No competition this time
NWO pulls out 20 million to spur climate research
Normally, things roughly work like this at the Dutch Research Council (NWO): scientists write proposals, reviewers scrutinise them, most of them end up in the waste bin and about one in seven proposals is ultimately funded.
This month, however, saw the launch of the Netherlands Climate Research Initiative (KIN), which aims to use knowledge and innovation to help the country become climate-neutral and sustainable. This new NWO unit is turning over a new leaf.
The KIN intends to first investigate what knowledge is lacking, for instance at municipalities, companies, ministries and other stakeholders. The subsequent research will then target this knowledge gap, says KIN chair Gerard van der Steenhoven, who is a professor at the University of Twente and until recently held the position of director general at the Royal Netherlands Meteorological Institute (KNMI).
Why doesn’t your method involve a competition in which the best proposal wins, like with the rest of NWO?
“Our goal is inherently different. We’re not necessarily looking for the best research, as Dutch science operates at a very high level anyway. The research we support should first and foremost contribute to accelerating the ‘system transition’ to a climate-neutral and climate-resilient society. That’s our point of departure. This requires special knowledge, but also knowledge of the entire system.”
And NWO’s usual approach isn’t suitable for this?
“I wouldn’t want to take anything away from that approach, because Dutch science has become super strong thanks to all the competition. But if all that counts is scientific quality, the research that would actually contribute most to the transitions doesn’t always come out on top. Besides, we’re in a hurry. Climate change won’t wait, we really have to get to work. One of the limitations of the regular system is that so many researchers spend time on research proposals that don’t get funded in the end, and we don’t want to waste that time.”
So how will you go about things?|
“Before we put anything in writing, we talk to all kinds of stakeholders, for example policy officers at the municipality, people at companies, civil servants at ministries, employees of NGOs, etcetera. We look at what knowledge they require. Sometimes that knowledge is already there, but it simply needs to be adapted to the situation in, say, the municipality of Gorinchem. That may only take four weeks. Other knowledge questions may require us to hire a postdoctoral researcher.”
But in the end you’re giving out 20 million euros. That kind of money attracts people.
“We keep telling people: don’t do this for the money, because it may well be that your input solely consists of contributing a few ideas. Don’t see this as an essential item on your department’s budget, because that’s exactly what we’re trying to distance ourselves from. We want to bring people together that really want to bring about changes. Together we’ll look at where the biggest bottlenecks are and then we’ll pull out our cheque book for the corresponding research.”

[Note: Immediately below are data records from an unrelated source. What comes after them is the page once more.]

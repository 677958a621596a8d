//! Price/quantity rounding to market tick/step (spec §4.3 `INIT`, §8).

use crate::domain::Market;

/// Round `price` to the nearest multiple of `market.tick_size`, formatted
/// with at most `MAX_PRICE_DECIMALS` decimals (spec §8: "formatPrice(x,
/// tickSize) produces a string whose numeric value is an integer multiple of
/// tickSize and has <= 6 decimals").
pub fn round_price(price: f64, market: &Market) -> f64 {
    if market.tick_size <= 0.0 {
        return price;
    }
    let ticks = (price / market.tick_size).round();
    let rounded = ticks * market.tick_size;
    let decimals = market.clamped_decimal_price();
    truncate_to_decimals(rounded, decimals)
}

/// Round `quantity` to the nearest multiple of `market.step_size`, flooring
/// up to `step_size` if rounding would otherwise yield zero (spec §8:
/// "quantity rounding yielding 0 -> return stepSize").
pub fn round_quantity(quantity: f64, market: &Market) -> f64 {
    if market.step_size <= 0.0 {
        return quantity.max(market.min_quantity);
    }
    let steps = (quantity / market.step_size).round();
    let rounded = steps * market.step_size;
    let rounded = if rounded <= 0.0 { market.step_size } else { rounded };
    rounded.max(market.min_quantity)
}

/// Format a rounded price as a string with `decimal_price` decimals, the
/// shape the exchange expects on the wire (spec §6 order placement body).
pub fn format_price(price: f64, market: &Market) -> String {
    format!("{:.*}", market.clamped_decimal_price() as usize, round_price(price, market))
}

/// Format a rounded quantity as a string with `decimal_quantity` decimals.
pub fn format_quantity(quantity: f64, market: &Market) -> String {
    format!(
        "{:.*}",
        market.decimal_quantity as usize,
        round_quantity(quantity, market)
    )
}

fn truncate_to_decimals(value: f64, decimals: u32) -> f64 {
    let factor = 10f64.powi(decimals as i32);
    (value * factor).round() / factor
}

#[cfg(test)]
mod tests {
    use super::*;
    use crate::domain::{MarketType, OrderBookState};

    fn market() -> Market {
        Market {
            symbol: "BTC_USDC_PERP".to_string(),
            tick_size: 0.1,
            step_size: 0.001,
            decimal_price: 1,
            decimal_quantity: 3,
            min_quantity: 0.001,
            maker_fee: 0.0002,
            market_type: MarketType::Perp,
            order_book_state: OrderBookState::Open,
        }
    }

    #[test]
    fn rounds_price_to_tick_size() {
        let m = market();
        assert!((round_price(100.04, &m) - 100.0).abs() < 1e-9);
        assert!((round_price(100.06, &m) - 100.1).abs() < 1e-9);
    }

    #[test]
    fn rounds_quantity_to_step_size() {
        let m = market();
        assert!((round_quantity(0.0014, &m) - 0.001).abs() < 1e-9);
        assert!((round_quantity(0.0016, &m) - 0.002).abs() < 1e-9);
    }

    #[test]
    fn zero_quantity_floors_to_step_size() {
        let m = market();
        assert!((round_quantity(0.0001, &m) - m.step_size).abs() < 1e-9);
    }

    #[test]
    fn price_clamps_to_six_decimals() {
        let mut m = market();
        m.decimal_price = 9;
        m.tick_size = 0.000000001;
        let formatted = format_price(1.123456789, &m);
        let decimals = formatted.split('.').nth(1).map(|s| s.len()).unwrap_or(0);
        assert!(decimals <= 6);
    }

    #[test]
    fn formatted_quantity_is_integer_multiple_of_step() {
        let m = market();
        let formatted = format_quantity(0.0037, &m);
        let value: f64 = formatted.parse().unwrap();
        let ratio = value / m.step_size;
        assert!((ratio - ratio.round()).abs() < 1e-6);
    }
}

As it happens, a climate-sceptical party just won big in the elections. Do you expect this to have an effect?
“Yes, possibly. We’ll have to wait and see. Let’s be honest, the KIN team didn’t open a bottle of champagne once the election results were in. I’m sure you understand. A lot of people involved in education, science and climate were hoping for a different outcome; no need to beat around the bush in that respect. But all in all, there’s still a sizeable majority in the House of Representatives that would like to continue the Rutte IV cabinet’s current climate policy. Which would be great, because Rob Jetten and Robbert Dijkgraaf really did good work in this area. It’s just the biggest party that wants to go another way, unfortunately.”
You want to work together with all kinds of stakeholders. Will the fossil industry also get a seat at the table?
“We don’t have an official position on this, but we have an open attitude. Of course we don’t want to be used for greenwashing, but business is definitely welcome. We’re mainly focusing on the public, non-commercial sector, but I’m sure many companies are interested as well.”
Several universities have been occupied by activists demanding to cut the ties with the fossil industry.
“I’m understanding of action groups making these kinds of demands, given the role they have in the whole debate, but that’s not our role. We don’t want to be an action group, but a group that helps bring together people who are willing to contribute, who for instance want to know: how can we do this in our municipality? And yes, an open attitude is of course difficult to maintain when such a company knocks on our door and perhaps we’ll have to tell them no. But we don’t want to do that before they’ve even approached us.”
The very first project is about ‘transition in urban areas through the lens of justice’. What kind of justice would that be?
“That question hits the nail on the head, because we don’t know exactly. And that’s precisely the point. When you’re thinking about the climate crisis, you have to acknowledge that the largest emission of greenhouse gases was caused by the Western countries and that there is a substantial prosperity gap between the Western world and the Global South. But the call for justice also relates to a smaller scale. If you want to bring about change in a municipality, you’ll have to make sure it’s not at the expense of people with a low income who can hardly pay their rent. Although that’s seen as a general truth, you’re still a step away from practice. We want to facilitate that step.”
Could you imagine this approach being applied to other areas?
“When you’re giving out money for fundamental research, I can fully understand you want to stick with the old system. That being said, we’re going to do things differently and let’s see what that brings us. I’m sure there will be a few bumps in the road. There always are. But we’ll learn from those.”